In the method, the hydrocracking reaction effluent is separated by a high-pressure separator and/or a low-pressure separator. The high-pressure separator is a conventional gas-liquid separator. The hydrogenation reaction flow is separated in a high-pressure separator to obtain gas and liquid. The low-pressure separator is a conventional gas-liquid separator. The gas obtained by separation in the high-pressure separator is recycled after being pressurized by a compressor, and the liquid obtained by separation in the high-pressure separator is separated in the low-pressure separator to obtain the gas and the liquid.
In the method, the hydrocracking fractionation system comprises a fractionating tower. And the liquid obtained by separation in the low-pressure separator is fractionated in a fractionating system to obtain naphtha, aviation kerosene, diesel oil and tail oil.
In the process of gas hydrogenation, the temperature rise of a catalyst bed layer is large due to large reaction heat release, so that the temperature range of the hydrogenation reaction is large, the effect of the hydrogenation reaction is influenced, the generation of carbon deposition of the catalyst is accelerated, and the service cycle of the catalyst is shortened. In the wax oil liquid phase hydrogenation process, hydrogenation reaction is realized through hydrogen dissolved in oil, and the aim of producing clean wax oil products is achieved, but the dissolved hydrogen is excessive and cannot be completely reacted, and the hydrogen dissolved in the hydrogenated oil after the reaction is finished can usually remain 20% -70% of the dissolved hydrogen, so that the hydrogen is ineffectively used, namely, the energy consumption is increased.

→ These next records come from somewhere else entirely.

use std::{
    collections::HashMap,
    fmt::{Debug, Display},
    sync::Arc,
};

use async_trait::async_trait;

use crate::{error::AuditorError, events::AuditEvent};

/// Lifecycle phase of an auditor. `Closed` is terminal.
#[derive(Debug, Clone, Copy, PartialEq, Eq, strum_macros::Display)]
#[strum(serialize_all = "snake_case")]
pub enum AuditorState {
    Unconfigured,
    Configured,
    Started,
    Closed,
}

/// A consumer of audit events.
///
/// Implementations move through `configure` → `start` → `audit`* → `close`.
/// `audit` is called concurrently from request-handling threads and must return
/// promptly: remote I/O belongs on a background task owned by the auditor, and failures
/// of that work are logged instead of being returned to the caller.
#[async_trait]
pub trait Auditor: Send + Sync + Debug + Display {
    /// Validates and stores `options`. Must not perform I/O.
    ///
    /// # Errors
    /// Fails with [`AuditorError::Configuration`] on malformed options.
    fn configure(&self, options: &HashMap<String, String>) -> Result<(), AuditorError>;

    /// Acquires background resources. Calling it again while started is a no-op.
    ///
    /// # Errors
    /// Fails if the auditor was not configured, was closed, or a collaborator could not
    /// be created.
    fn start(&self) -> Result<(), AuditorError>;

    /// Hands `event` to the auditor.
    ///
    /// # Errors
    /// Only lifecycle misuse is reported: [`AuditorError::NotStarted`] before `start`,
    /// [`AuditorError::Closed`] after `close`.
    fn audit(&self, event: Arc<AuditEvent>) -> Result<(), AuditorError>;

    /// Stops accepting events and releases everything acquired in `start`, waiting at
    /// most the configured grace period for outstanding work. Safe to call in any state.
    async fn close(&self);

    fn state(&self) -> AuditorState;
}

/// Fans every call out to a set of auditors.
#[derive(Clone, Default)]
pub struct AuditorCollection(pub(crate) Vec<Arc<dyn Auditor>>);

impl Debug for AuditorCollection {
    fn fmt(&self, f: &mut std::fmt::Formatter<'_>) -> std::fmt::Result {
        f.debug_tuple("Auditors").field(&self.0.len()).finish()
    }
}

impl Display for AuditorCollection {
    fn fmt(&self, f: &mut std::fmt::Formatter<'_>) -> std::fmt::Result {
        write!(f, "AuditorCollection with [")?;
        for (idx, auditor) in self.0.iter().enumerate() {
            if idx > 0 {
                write!(f, ", ")?;
            }
            write!(f, "{auditor}")?;
        }
        write!(f, "]")
    }
}

impl AuditorCollection {
    #[must_use]
    pub fn new(auditors: Vec<Arc<dyn Auditor>>) -> Self {
        Self(auditors)
    }

    pub fn append(&mut self, auditor: Arc<dyn Auditor>) -> &mut Self {
        self.0.push(auditor);
        self
    }

    #[must_use]
    pub fn len(&self) -> usize {
        self.0.len()
    }

    #[must_use]
    pub fn is_empty(&self) -> bool {
        self.0.is_empty()
    }

    /// Configures every auditor with the same options.
    ///
    /// # Errors
    /// Returns the first configuration error. Auditors after the failing one are left
    /// unconfigured.
    pub fn configure(&self, options: &HashMap<String, String>) -> Result<(), AuditorError> {
        self.0
            .iter()
            .try_for_each(|auditor| auditor.configure(options))
    }

    /// # Errors
    /// Returns the first start error. Auditors started before the failure keep running
    /// until [`close`](Self::close).
    pub fn start(&self) -> Result<(), AuditorError> {
        self.0.iter().try_for_each(|auditor| auditor.start())
    }

    /// Hands `event` to every auditor. Failures are logged, never returned.
    pub fn audit(&self, event: AuditEvent) {
        let event = Arc::new(event);
        for auditor in &self.0 {
            if let Err(e) = auditor.audit(Arc::clone(&event)) {
                tracing::warn!(
                    "Auditor '{auditor}' encountered error on {}: {e}",
                    event.payload().kind()
                );
            }
        }
    }

    /// Closes all auditors concurrently.
    pub async fn close(&self) {
        futures::future::join_all(self.0.iter().map(|auditor| auditor.close())).await;
    }
}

According to the invention, by fully utilizing the characteristic that a large amount of hydrogen is still dissolved in oil generated by a wax oil liquid phase circulation hydrogenation process, a supplementary hydrogenation reactor is arranged in the subsequent stage of the wax oil hydrogenation reactor, the refinery gas raw material is dissolved in the wax oil hydrogenation reaction material flow and enters the catalyst bed layer of the supplementary hydrogenation reactor, and the hydrogenation reaction of the gas is completed by utilizing the dissolved hydrogen and the catalyst atmosphere, so that the problem of large gas hydrogenation temperature rise is solved, and the hydrogen dissolved in the wax oil is used for the gas hydrogenation reaction, thereby reducing the hydrogen consumption; or a plurality of catalyst beds are arranged in a further supplementary hydrogenation reactor, part of dry gas or all dry gas raw materials in the mixed gas and wax oil hydrogenation generated oil are mixed to enter the first catalyst bed, and the rest gas and/or hydrogen mixed mixture enters the subsequent catalyst bed. The combined method is generally characterized in that the gas hydrogenation process is completed on the premise of not influencing the quality of the hydrocracking product or further improving the quality of the hydrocracking product to obtain a high-quality hydrocracking product and a gas product, and the two technologies are optimally combined, so that the energy consumption is reduced, the equipment investment is saved, and the operation cost is reduced.